#### DIRECTIONS FOR THIS TASK:
Copy out the full set of records. Keep every word the same.

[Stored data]
::::::
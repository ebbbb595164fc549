//! GPU orchestration for the viewer.
//!
//! - `context` owns wgpu instance/device/surface wiring for both the
//!   windowed preview and headless capture, and knows how to reconfigure
//!   the swapchain when the host resizes.
//! - `pipeline` compiles wrapped GLSL into render pipelines sharing one
//!   uniform bind-group layout and a fixed vertex stage.
//! - `uniforms` mirrors the injected uniform block and writes changes
//!   through the queue each frame.
//! - `state` glues everything together and exposes the `RenderEngine` API
//!   used by the session: atomic program swap, per-frame draw, and the
//!   padded-readback capture path for export.

mod context;
mod pipeline;
mod state;
mod uniforms;

pub use state::{FramePixels, RenderEngine};
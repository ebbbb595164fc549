//! Render engine for Shaderdesk.
//!
//! The crate turns user-edited GLSL fragment source into a live full-screen
//! render and, on request, into a deterministic frame sequence for video
//! export. The overall flow is:
//!
//! ```text
//!   host (CLI / preview loop)
//!          │ vertex + fragment source, parameter events
//!          ▼
//!   RenderEngine::set_fragment_source ──▶ compile::wrap + naga validate
//!          │ (swap on success only)
//!          ▼
//!   PlaybackClock::tick ──▶ render_frame() ──▶ uniform upload ─▶ draw quad
//!          │
//!          └─ export: fixed t = i / fps ─▶ render_capture() ─▶ PNG/base64
//! ```
//!
//! The engine owns all GPU resources; the parameter registry and playback
//! clock are plain state the host mutates between frames. Compilation goes
//! through naga's GLSL front-end first so a broken edit surfaces as a
//! [`CompileError`] with the compiler's diagnostic while the previous
//! program keeps rendering.

mod clock;
mod compile;
mod export;
mod gpu;
mod params;
mod types;

pub use clock::{PlaybackClock, TimeSample};
pub use compile::CompileError;
pub use export::{
    capture_frames, CapturedFrames, ExportRequest, MAX_EXPORT_SECONDS, MIN_EXPORT_SECONDS,
};
pub use gpu::{FramePixels, RenderEngine};
pub use params::{ParameterRegistry, ParameterSpec, ParameterValues, PARAMETER_SPECS};
pub use types::Antialiasing;
pub use wgpu::SurfaceError;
::::::
#### TASK ANSWER:
repository ebbbb595164fc549
//! GPU orchestration for the viewer.
//!
//! - `context` owns wgpu instance/device/surface wiring for both the
//!   windowed preview and headless capture, and knows how to reconfigure
//!   the swapchain when the host resizes.
//! - `pipeline` compiles wrapped GLSL into render pipelines sharing one
//!   uniform bind-group layout and a fixed vertex stage.
//! - `uniforms` mirrors the injected uniform block and writes changes
//!   through the queue each frame.
//! - `state` glues everything together and exposes the `RenderEngine` API
//!   used by the session: atomic program swap, per-frame draw, and the
//!   padded-readback capture path for export.

mod context;
mod pipeline;
mod state;
mod uniforms;

pub use state::{FramePixels, RenderEngine};
repository ebbbb595164fc549
//! Render engine for Shaderdesk.
//!
//! The crate turns user-edited GLSL fragment source into a live full-screen
//! render and, on request, into a deterministic frame sequence for video
//! export. The overall flow is:
//!
//! ```text
//!   host (CLI / preview loop)
//!          │ vertex + fragment source, parameter events
//!          ▼
//!   RenderEngine::set_fragment_source ──▶ compile::wrap + naga validate
//!          │ (swap on success only)
//!          ▼
//!   PlaybackClock::tick ──▶ render_frame() ──▶ uniform upload ─▶ draw quad
//!          │
//!          └─ export: fixed t = i / fps ─▶ render_capture() ─▶ PNG/base64
//! ```
//!
//! The engine owns all GPU resources; the parameter registry and playback
//! clock are plain state the host mutates between frames. Compilation goes
//! through naga's GLSL front-end first so a broken edit surfaces as a
//! [`CompileError`] with the compiler's diagnostic while the previous
//! program keeps rendering.

mod clock;
mod compile;
mod export;
mod gpu;
mod params;
mod types;

pub use clock::{PlaybackClock, TimeSample};
pub use compile::CompileError;
pub use export::{
    capture_frames, CapturedFrames, ExportRequest, MAX_EXPORT_SECONDS, MIN_EXPORT_SECONDS,
};
pub use gpu::{FramePixels, RenderEngine};
pub use params::{ParameterRegistry, ParameterSpec, ParameterValues, PARAMETER_SPECS};
pub use types::Antialiasing;
pub use wgpu::SurfaceError;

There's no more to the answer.